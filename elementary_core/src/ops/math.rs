//! The arithmetic and transcendental operator family (spec §6.1's arithmetic
//! set), grouped into one generic node the way `knaster_core_dsp::ugens::math`
//! groups `Add`/`Mul`/`Sub`/... behind a single `MathUGen<Op>`; here the
//! dispatch is a runtime `MathOp` enum rather than a type parameter, since
//! operator kind is only known once an instruction names it (spec §4.1).

use elementary_primitives::Value;

use crate::error::ErrorCode;
use crate::node::{input_or_silence, Event, GraphNode, NodeContext, PropertyContext, PropertyMap};

/// Which arithmetic/transcendental function a [`MathNode`] applies.
#[derive(Debug, Clone, Copy, PartialEq, Eq)]
pub enum MathOp {
    Add,
    Sub,
    Mul,
    Div,
    Mod,
    Min,
    Max,
    Pow,
    Eq,
    Le,
    Leq,
    Ge,
    Geq,
    And,
    Or,
    Sin,
    Cos,
    Tan,
    Tanh,
    Asinh,
    Ln,
    Log,
    Log2,
    Ceil,
    Floor,
    Round,
    Sqrt,
    Exp,
    Abs,
}
impl MathOp {
    /// Binary ops read two positional inputs; unary ops read one.
    pub fn arity(self) -> usize {
        use MathOp::*;
        match self {
            Add | Sub | Mul | Div | Mod | Min | Max | Pow | Eq | Le | Leq | Ge | Geq | And | Or => 2,
            _ => 1,
        }
    }

    pub fn kind_str(self) -> &'static str {
        use MathOp::*;
        match self {
            Add => "add",
            Sub => "sub",
            Mul => "mul",
            Div => "div",
            Mod => "mod",
            Min => "min",
            Max => "max",
            Pow => "pow",
            Eq => "eq",
            Le => "le",
            Leq => "leq",
            Ge => "ge",
            Geq => "geq",
            And => "and",
            Or => "or",
            Sin => "sin",
            Cos => "cos",
            Tan => "tan",
            Tanh => "tanh",
            Asinh => "asinh",
            Ln => "ln",
            Log => "log",
            Log2 => "log2",
            Ceil => "ceil",
            Floor => "floor",
            Round => "round",
            Sqrt => "sqrt",
            Exp => "exp",
            Abs => "abs",
        }
    }

    #[inline]
    fn apply_binary(self, a: f32, b: f32) -> f32 {
        use MathOp::*;
        match self {
            Add => a + b,
            Sub => a - b,
            Mul => a * b,
            Div => a / b,
            Mod => a % b,
            Min => a.min(b),
            Max => a.max(b),
            Pow => a.powf(b),
            Eq => (a == b) as i32 as f32,
            Le => (a < b) as i32 as f32,
            Leq => (a <= b) as i32 as f32,
            Ge => (a > b) as i32 as f32,
            Geq => (a >= b) as i32 as f32,
            And => ((a != 0.0) && (b != 0.0)) as i32 as f32,
            Or => ((a != 0.0) || (b != 0.0)) as i32 as f32,
            _ => unreachable!("unary op dispatched to apply_binary"),
        }
    }

    #[inline]
    fn apply_unary(self, a: f32) -> f32 {
        use MathOp::*;
        match self {
            Sin => a.sin(),
            Cos => a.cos(),
            Tan => a.tan(),
            Tanh => a.tanh(),
            Asinh => a.asinh(),
            Ln => a.ln(),
            Log => a.log10(),
            Log2 => a.log2(),
            Ceil => a.ceil(),
            Floor => a.floor(),
            Round => a.round(),
            Sqrt => a.sqrt(),
            Exp => a.exp(),
            Abs => a.abs(),
            _ => unreachable!("binary op dispatched to apply_unary"),
        }
    }
}

pub struct MathNode {
    op: MathOp,
    props: PropertyMap,
}
impl MathNode {
    pub fn new(op: MathOp) -> Self {
        Self {
            op,
            props: PropertyMap::new(),
        }
    }
}
impl GraphNode for MathNode {
    fn kind(&self) -> &'static str {
        self.op.kind_str()
    }

    fn min_inputs(&self) -> usize {
        self.op.arity()
    }

    fn set_property(&mut self, _ctx: &PropertyContext, _key: &str, _value: &Value) -> Result<(), ErrorCode> {
        Err(ErrorCode::InvalidPropertyValue)
    }

    fn properties(&self) -> &PropertyMap {
        &self.props
    }

    fn process(&mut self, ctx: &mut NodeContext, inputs: &[Option<&[f32]>], output: &mut [f32]) {
        let silence = vec![0.0f32; ctx.block_size];
        if self.op.arity() == 2 {
            let a = input_or_silence(inputs, 0, &silence);
            let b = input_or_silence(inputs, 1, &silence);
            for i in 0..output.len() {
                output[i] = self.op.apply_binary(a[i], b[i]);
            }
        } else {
            let a = input_or_silence(inputs, 0, &silence);
            for i in 0..output.len() {
                output[i] = self.op.apply_unary(a[i]);
            }
        }
    }

    fn process_events(&mut self, _emit: &mut dyn FnMut(Event)) {}

    fn reset(&mut self) {}
}

#[cfg(test)]
mod tests {
    use super::*;

    fn run(op: MathOp, a: &[f32], b: &[f32]) -> Vec<f32> {
        let mut node = MathNode::new(op);
        let mut logger = crate::log::RtLogSender::non_rt();
        let mut tap = crate::resource::TapBus::new();
        let mut ctx = NodeContext::new(48_000, a.len(), 0, &mut logger, &mut tap);
        let mut out = vec![0.0; a.len()];
        node.process(&mut ctx, &[Some(a), Some(b)], &mut out);
        out
    }

    #[test]
    fn add_sums_elementwise() {
        assert_eq!(run(MathOp::Add, &[1.0, 2.0], &[3.0, 4.0]), vec![4.0, 6.0]);
    }

    #[test]
    fn comparisons_yield_zero_or_one() {
        assert_eq!(run(MathOp::Geq, &[1.0, 0.0], &[0.5, 0.5]), vec![1.0, 0.0]);
    }

    #[test]
    fn missing_second_input_is_silence() {
        let mut node = MathNode::new(MathOp::Add);
        let mut logger = crate::log::RtLogSender::non_rt();
        let mut tap = crate::resource::TapBus::new();
        let mut ctx = NodeContext::new(48_000, 2, 0, &mut logger, &mut tap);
        let mut out = vec![0.0; 2];
        node.process(&mut ctx, &[Some(&[1.0, 2.0])], &mut out);
        assert_eq!(out, vec![1.0, 2.0]);
    }
}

____________

EXERCISE AIM - Reproduce word for word only the first line of the listing above and each line after it through the line with "Which arithmetic/transcendental function".

REPLY TO THE EXERCISE -
filename elementary_core/src/ops/math.rs
//! The arithmetic and transcendental operator family (spec §6.1's arithmetic
//! set), grouped into one generic node the way `knaster_core_dsp::ugens::math`
//! groups `Add`/`Mul`/`Sub`/... behind a single `MathUGen<Op>`; here the
//! dispatch is a runtime `MathOp` enum rather than a type parameter, since
//! operator kind is only known once an instruction names it (spec §4.1).

use elementary_primitives::Value;

use crate::error::ErrorCode;
use crate::node::{input_or_silence, Event, GraphNode, NodeContext, PropertyContext, PropertyMap};

/// Which arithmetic/transcendental function a [`MathNode`] applies.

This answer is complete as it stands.